Savage to quiz Redskins on stadium traffic plans

January 28, 1994|By Ivan Penn | Ivan Penn,Staff Writer

If Redskins representatives can resolve traffic problems that the proposed Laurel stadium might bring, they could win support from residents in Savage.

That's what some residents plan to tell Redskins officials at a community meeting 7 p.m. Monday at Carroll Baldwin Hall, called by the Savage Community Association.

"Our biggest concern, I'm sure, is going to be the traffic," said Bill Waff, president of the community group. "If the traffic is going to go down U.S. 1, I think it's going to be a serious concern."

Redskins traffic engineers are projecting that the proposed stadium -- a 78,600-seat complex in Anne Arundel County with parking there and in Howard County -- would bring 23,000 cars to a sold-out football game.

Some of those cars could travel Route 32 and U.S. 1 through Savage, which sits between Route 32 and Laurel, to get to the stadium.

The Route 32-U.S. 1 interchange has for years been a sore spot for Savage residents. Over the past two months, engineers from the State Highway Administration have erected three traffic lights along U.S. 1 in Savage to help eliminate traffic snarls and accidents in that area.

Residents worry that additional cars could add to traffic problems. But some say if Redskins representatives can quell those concerns, they might find an ally in the community.

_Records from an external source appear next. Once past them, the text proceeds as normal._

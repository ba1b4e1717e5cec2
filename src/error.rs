use thiserror::Error;
use wasm_bindgen::JsValue;

#[derive(Debug, Error)]
pub enum SiteError {
    #[error("no global window")]
    NoWindow,
    #[error("window has no document")]
    NoDocument,
    #[error("document has no body")]
    NoBody,
    #[error("javascript error: {0}")]
    Js(String),
}

impl From<JsValue> for SiteError {
    fn from(value: JsValue) -> Self {
        let message = value
            .as_string()
            .unwrap_or_else(|| format!("{:?}", value));
        SiteError::Js(message)
    }
}

pub type Result<T> = std::result::Result<T, SiteError>;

"Pretty much everyone is for it," said Metta Lash, smiling as she stood behind the counter at Ma's Kettle, a restaurant on Baltimore Street and the hub for community discussion. "Of course, we don't have to live right next to [the stadium], either."

The Redskins' presence in Laurel could attract more attention to the community of about 20,000, which is known mostly for historic Savage Mill and the area where workers from the old mill used to live.

The mill and the historic homes sit off of U.S. 1, along Foundry and Baltimore streets. Those traveling Route 32 and U.S. 1 can see brown signs that tell of the site.

"It can't do anything but help us," said Beverly Schwink, manager of the Mill, which is now home to antique and artisan shops. "That's just more exposure for the mill."

Bruce Jaffe, owner of the Freestate development, has said that he believes the Redskins' move to Laurel will have minimal impact on what stores go into the shopping center.

Walter Lynch, the Redskins' stadium project manager, has agreed to attend Monday's meeting to discuss concerns of Savage residents. He said one of his economic advisers also would attend.

"The real reason we're going to Savage is because it's part of our community outreach," Mr. Lynch said. "We just want to listen to their concerns. We're trying to get into the community so that people can realize that we are not two-headed monsters."